NOW, THEREFORE, in consideration of the premises set forth herein and other good and valuable consideration, the receipt and sufficiency of which are hereby acknowledged, and intending to be legally bound hereby, the parties agree as follows:

1.Definitions. The following definitions are used within this Amended and Restated Restricted Stock Agreement (this “Agreement”):

(a)Jimmy Holdings” means Jimmy Holdings, Inc., a California corporation.

(b)Business” means the business of providing professional medical, clinical, ancillary, and related services similar to those provided by any of the Related Entities, including oncology/cancer care, infusion, laboratory, pharmacy, physician dispensing, wellness, and clinical trials and research services, and any related management and administrative services, as well as any other line of business actually engaged in, or actively considered, during the term of this Agreement.

(c)Cashed-out Options” means the number of shares of Common Stock subject to the options treated as Eligible Cash-out Options pursuant to the Amended and Restated


Non-Qualified Stock Option Agreement – Partner Physicians between Grantee and the Company dated as of the date of this Agreement.

(d)Change of Control” shall mean (i) a merger or consolidation of the Company with or into any other corporation or other entity or person, (ii) a sale, lease, exchange or other transfer in one transaction or a series of related transactions of all or substantially all of the Company’s assets, or (iii) any other transaction, including the sale by the Company of new shares of its capital stock or a transfer of existing shares of capital stock of the Company, the result of which is that a third party that is not an affiliate of the Company or its Stockholders (or a group of third parties not affiliated with the Company or its Stockholders) immediately prior to such transaction acquires or holds capital stock of the Company representing a majority of the Company’s outstanding voting power immediately following such transaction; provided that the following events shall not constitute a “Change of Control”: (A) a transaction (other than a sale of all or substantially all of the Company’s assets) in which the holders of the voting securities of the Company immediately prior to the merger or consolidation hold, directly or indirectly, at least a majority of the voting securities in the successor corporation or its parent immediately after the merger or consolidation; (B) a sale, lease, exchange or other transaction in one transaction or a series of related transactions of all or substantially all of the Company’s assets to an affiliate of the Company; (C) an initial public offering of any of the Company’s securities; (D) a reincorporation of the Company solely to change its jurisdiction; or (E) a transaction undertaken for the primary purpose of creating a holding company that will be owned in substantially the same proportion by the persons who held the Company’s securities immediately before such transaction.
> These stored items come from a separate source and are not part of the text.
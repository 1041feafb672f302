//! Aspect-fill mapping from corrected image space onto the preview view.

use crate::models::{ImageRect, Size, ViewRect};

/// Uniform scale plus center-crop offsets taking corrected image coordinates
/// to view coordinates.
///
/// Aspect-fill semantics: the scaled image covers the whole view and the
/// overflow in one dimension is cropped symmetrically. Exactly one of `dx`,
/// `dy` is non-zero unless the aspects match.
#[derive(Debug, Clone, Copy, PartialEq)]
pub struct ViewTransform {
    /// Uniform scale factor applied to both axes
    pub scale: f32,
    /// Horizontal crop offset in view pixels
    pub dx: f32,
    /// Vertical crop offset in view pixels
    pub dy: f32,
}

impl ViewTransform {
    /// The do-nothing transform
    pub const IDENTITY: Self = Self {
        scale: 1.0,
        dx: 0.0,
        dy: 0.0,
    };

    /// Compute the aspect-fill transform from a corrected image onto a view.
    ///
    /// Degenerate sizes (a zero dimension on either side) yield the identity
    /// transform instead of dividing by zero.
    pub fn aspect_fill(image: Size, view: Size) -> Self {
        if image.is_degenerate() || view.is_degenerate() {
            return Self::IDENTITY;
        }

        let image_aspect = image.aspect();
        let view_aspect = view.aspect();

        if image_aspect > view_aspect {
            // Image relatively wider: match heights, crop the sides.
            let scale = view.height as f32 / image.height as f32;
            Self {
                scale,
                dx: (image.width as f32 * scale - view.width as f32) / 2.0,
                dy: 0.0,
            }
        } else if view_aspect > image_aspect {
            // View relatively wider: match widths, crop top and bottom.
            let scale = view.width as f32 / image.width as f32;
            Self {
                scale,
                dx: 0.0,
                dy: (image.height as f32 * scale - view.height as f32) / 2.0,
            }
        } else {
            // Equal aspect: uniform scale, no cropping. Reduces to the
            // identity when the sizes are equal.
            Self {
                scale: view.width as f32 / image.width as f32,
                dx: 0.0,
                dy: 0.0,
            }
        }
    }

    /// True if this transform leaves coordinates unchanged
    pub fn is_identity(&self) -> bool {
        self.scale == 1.0 && self.dx == 0.0 && self.dy == 0.0
    }

    /// Transform a corrected-space box into view space.
    ///
    /// Edges are transformed individually and width/height derived from the
    /// transformed edges, so rounding never compounds across fields.
    pub fn apply(&self, rect: &ImageRect) -> ViewRect {
        let left = rect.left * self.scale - self.dx;
        let top = rect.top * self.scale - self.dy;
        let right = rect.right() * self.scale - self.dx;
        let bottom = rect.bottom() * self.scale - self.dy;
        ViewRect::new(left, top, right - left, bottom - top)
    }
}

/// Canonicalize the configured view size.
///
/// The pipeline always treats the configured view as portrait-oriented
/// (`width <= height`); callers in landscape must pre-swap. Absent a
/// configured size, the corrected image size is used and the view transform
/// reduces to the identity.
pub fn safe_view_size(corrected: Size, configured: Option<Size>) -> Size {
    match configured {
        Some(view) => Size::new(
            view.width.min(view.height),
            view.width.max(view.height),
        ),
        None => corrected,
    }
}

#[cfg(test)]
mod tests {
    use super::*;

    #[test]
    fn test_equal_sizes_is_identity() {
        let transform = ViewTransform::aspect_fill(Size::new(720, 1280), Size::new(720, 1280));
        assert!(transform.is_identity());
    }

    #[test]
    fn test_equal_aspect_scales_without_crop() {
        let transform = ViewTransform::aspect_fill(Size::new(720, 1280), Size::new(360, 640));
        assert_eq!(transform.scale, 0.5);
        assert_eq!(transform.dx, 0.0);
        assert_eq!(transform.dy, 0.0);
    }

    #[test]
    fn test_wider_image_crops_horizontally() {
        // 1280x720 image into a 720x720 view: heights match at scale 1,
        // 560 excess pixels split evenly on both sides.
        let transform = ViewTransform::aspect_fill(Size::new(1280, 720), Size::new(720, 720));
        assert_eq!(transform.scale, 1.0);
        assert_eq!(transform.dx, 280.0);
        assert_eq!(transform.dy, 0.0);
    }

    #[test]
    fn test_taller_image_crops_vertically() {
        let transform = ViewTransform::aspect_fill(Size::new(720, 1280), Size::new(720, 720));
        assert_eq!(transform.scale, 1.0);
        assert_eq!(transform.dx, 0.0);
        assert_eq!(transform.dy, 280.0);
    }

    #[test]
    fn test_exactly_one_crop_axis() {
        let cases = [
            (Size::new(1280, 720), Size::new(360, 640)),
            (Size::new(720, 1280), Size::new(640, 360)),
            (Size::new(640, 480), Size::new(1080, 1920)),
            (Size::new(480, 640), Size::new(1920, 1080)),
        ];
        for (image, view) in cases {
            let t = ViewTransform::aspect_fill(image, view);
            assert!(
                (t.dx == 0.0) != (t.dy == 0.0) || (t.dx == 0.0 && t.dy == 0.0),
                "both crop offsets non-zero for {:?} -> {:?}",
                image,
                view
            );
            assert!(t.dx >= 0.0 && t.dy >= 0.0);
        }
    }

    #[test]
    fn test_degenerate_sizes_guarded() {
        assert!(ViewTransform::aspect_fill(Size::new(0, 720), Size::new(360, 640)).is_identity());
        assert!(ViewTransform::aspect_fill(Size::new(720, 1280), Size::new(360, 0)).is_identity());
    }

    #[test]
    fn test_apply_transforms_edges() {
        let transform = ViewTransform {
            scale: 0.5,
            dx: 100.0,
            dy: 0.0,
        };
        let mapped = transform.apply(&ImageRect::new(400.0, 200.0, 300.0, 100.0));
        assert_eq!(mapped, ViewRect::new(100.0, 100.0, 150.0, 50.0));
        assert_eq!(mapped.right(), 250.0);
    }

    #[test]
    fn test_safe_view_size_canonicalizes_to_portrait() {
        let corrected = Size::new(720, 1280);
        assert_eq!(
            safe_view_size(corrected, Some(Size::new(640, 360))),
            Size::new(360, 640)
        );
        assert_eq!(
            safe_view_size(corrected, Some(Size::new(360, 640))),
            Size::new(360, 640)
        );
        assert_eq!(safe_view_size(corrected, None), corrected);
    }
}
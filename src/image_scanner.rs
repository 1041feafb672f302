//! One-shot still-image scanning.
//!
//! Unlike the per-frame session, options may differ per call here, matching
//! the host API where still scans pass their options alongside the path.

use std::path::Path;

use serde_json::Value;
use tracing::debug;

use crate::error::{Result, ScanError};
use crate::frame::Frame;
use crate::models::Barcode;
use crate::options::ScannerOptions;
use crate::scanner::{BarcodeDecoder, FrameScanner};

/// Scan a still image on disk.
///
/// The file's dimensions are read without a full decode; the pixels are left
/// to the decoder. Image files are treated as rotation-0 (loaders apply EXIF
/// correction before reporting dimensions). A missing or unreadable file
/// fails this call only.
pub fn scan_image<D: BarcodeDecoder>(
    path: &Path,
    bag: Option<&Value>,
    decoder: &D,
) -> Result<Vec<Barcode>> {
    if !path.exists() {
        return Err(ScanError::ImageNotFound(path.to_path_buf()));
    }

    let (width, height) =
        image::image_dimensions(path).map_err(|err| ScanError::ImageUnreadable {
            path: path.to_path_buf(),
            reason: err.to_string(),
        })?;
    debug!(path = %path.display(), width, height, "scanning still image");

    let frame = Frame::from_path(path, width, height);
    let scanner = FrameScanner::new(ScannerOptions::resolve(bag));
    scanner.scan(&frame, decoder)
}
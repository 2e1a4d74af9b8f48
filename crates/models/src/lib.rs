pub mod errors;
pub mod db;
pub mod empleado;

#[cfg(test)]
mod tests;
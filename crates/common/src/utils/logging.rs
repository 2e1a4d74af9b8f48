use std::io;
use tracing_subscriber::{fmt, EnvFilter};

const DEFAULT_FILTER: &str = "info,tower_http=info,axum=info";

/// Initialize tracing subscriber with sensible defaults and stdout writer.
/// - Respects `RUST_LOG` if set
/// - Falls back to `info,tower_http=info,axum=info`
/// - Writes to stdout to improve visibility in environments that hide stderr
pub fn init_logging_default() {
    let env_filter = EnvFilter::try_from_default_env()
        .unwrap_or_else(|_| EnvFilter::new(DEFAULT_FILTER));
    let _ = fmt()
        .with_env_filter(env_filter)
        .with_target(false)
        .compact()
        .with_writer(io::stdout)
        .try_init();
}

/// Initialize tracing subscriber with JSON structured output.
/// - Respects `RUST_LOG` if set
/// - Emits one JSON object per event for log shippers
pub fn init_logging_json() {
    // 默认 info，service 层用 debug 以便看到冲突和未找到的分支
    // 可通过 RUST_LOG 覆盖，例如 RUST_LOG=info,service::employee=trace
    let env_filter = EnvFilter::try_from_default_env()
        .unwrap_or_else(|_| EnvFilter::new(format!("{DEFAULT_FILTER},service=debug")));
    let _ = fmt()
        .with_env_filter(env_filter)
        .with_target(false)
        .json()
        .with_writer(io::stdout)
        .try_init();
}

pub fn init_logging(json: bool) {
    if json {
        init_logging_json();
    } else {
        init_logging_default();
    }
}
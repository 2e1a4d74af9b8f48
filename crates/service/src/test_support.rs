#![cfg(test)]
use configs::DatabaseConfig;
use migration::MigratorTrait;
use models::db::connect_with_config;
use sea_orm::DatabaseConnection;

/// Fresh, migrated in-memory database per call.
pub async fn get_db() -> Result<DatabaseConnection, anyhow::Error> {
    let db = connect_with_config(&DatabaseConfig::with_url("sqlite::memory:")).await?;
    migration::Migrator::up(&db, None).await?;
    Ok(db)
}
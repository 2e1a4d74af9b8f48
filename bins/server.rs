use dotenvy::dotenv;
use tracing::{error, info};
use uuid::Uuid;

fn main() -> std::process::ExitCode {
    // Load .env before reading config so RUST_LOG and DATABASE_URL apply
    dotenv().ok();

    let cfg = match configs::AppConfig::load_or_env() {
        Ok(cfg) => cfg,
        Err(e) => {
            common::utils::logging::init_logging_default();
            error!(service = "server", event = "config_invalid", error = %e, "cannot load configuration");
            return std::process::ExitCode::FAILURE;
        }
    };
    common::utils::logging::init_logging(cfg.logging.json);
    info!(service = "server", event = "logger_init", json = cfg.logging.json, "tracing subscriber initialized");

    let service_id = Uuid::new_v4();
    let pid = std::process::id();
    let version = env!("CARGO_PKG_VERSION");

    std::panic::set_hook(Box::new(move |info| {
        error!(
            service = "server",
            event = "panic",
            %service_id,
            pid,
            message = %info,
            "unhandled panic occurred"
        );
    }));

    let worker_threads = cfg.server.worker_threads;
    let mut builder = tokio::runtime::Builder::new_multi_thread();
    builder.enable_all();
    if let Some(w) = worker_threads { builder.worker_threads(w); }

    let rt = match builder.build() {
        Ok(rt) => rt,
        Err(e) => {
            error!(service = "server", event = "runtime_build_failed", error = %e, "failed to build tokio runtime");
            return std::process::ExitCode::FAILURE;
        }
    };

    info!(
        service = "server",
        event = "start",
        %service_id,
        pid,
        version,
        threads = worker_threads.unwrap_or_default(),
        "server service starting"
    );

    // Ctrl+C is handled inside run_with_config via graceful shutdown
    match rt.block_on(server::run_with_config(cfg)) {
        Ok(()) => {
            info!(service = "server", event = "stop", %service_id, pid, "server stopped normally");
            std::process::ExitCode::SUCCESS
        }
        Err(e) => {
            error!(service = "server", event = "run_failed", error = %e, "server returned error");
            std::process::ExitCode::FAILURE
        }
    }
}
use axum::http::StatusCode;
use axum::response::{IntoResponse, Response};
use axum::Json;
use service::employee::errors::EmployeeError;
use thiserror::Error;
use tracing::error;

/// JSON error body: `{"error": title, "detail": message, "code": numeric}`.
#[derive(Debug)]
pub struct JsonApiError {
    pub status: StatusCode,
    pub error: &'static str,
    pub detail: Option<String>,
    pub code: Option<u16>,
}

impl JsonApiError {
    pub fn new(status: StatusCode, error: &'static str, detail: Option<String>) -> Self {
        Self { status, error, detail, code: None }
    }

    pub fn not_found(detail: impl Into<String>) -> Self {
        Self::new(StatusCode::NOT_FOUND, "Not Found", Some(detail.into()))
    }
}

impl IntoResponse for JsonApiError {
    fn into_response(self) -> Response {
        let body = serde_json::json!({"error": self.error, "detail": self.detail, "code": self.code});
        (self.status, Json(body)).into_response()
    }
}

impl From<EmployeeError> for JsonApiError {
    fn from(e: EmployeeError) -> Self {
        let (status, title) = match &e {
            EmployeeError::EmailTaken(_) => (StatusCode::CONFLICT, "Conflict"),
            EmployeeError::Repository(_) => {
                error!(err = %e, "employee store failure");
                (StatusCode::INTERNAL_SERVER_ERROR, "Internal Server Error")
            }
        };
        Self { status, error: title, detail: Some(e.to_string()), code: Some(e.code()) }
    }
}

#[derive(Debug, Error)]
pub enum StartupError {
    #[error("cannot bind {addr}: {source}")]
    Bind {
        addr: String,
        #[source]
        source: std::io::Error,
    },
    #[error(transparent)]
    Any(#[from] anyhow::Error),
}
Notwithstanding the foregoing, if a Change of Control would give rise to a payment or settlement event with respect to any award that constitutes “nonqualified deferred compensation,” the transaction or event constituting the Change of Control must also constitute a “change in control event” (as defined in Treasury Regulation § 1.409A-3(i)(5)) in order to give rise to the payment or settlement event for such award, to the extent required by Section 409A of the Code.

(e)Closing Date” shall have the meaning set forth in the Merger Agreement.

(f)Code” shall mean the Internal Revenue Code of 1986, as amended, and the regulations and guidance promulgated thereunder.

(g)Common Stock” shall mean the Company’s common stock, par value $0.001 per share.

(h)Company” shall mean TOI Parent, Inc., a Delaware corporation.

(i)Eligible Cash-out Amount” shall mean the Per Share Merger Consideration (as defined in the Merger Agreement) multiplied by the number of Eligible Cash-out Shares.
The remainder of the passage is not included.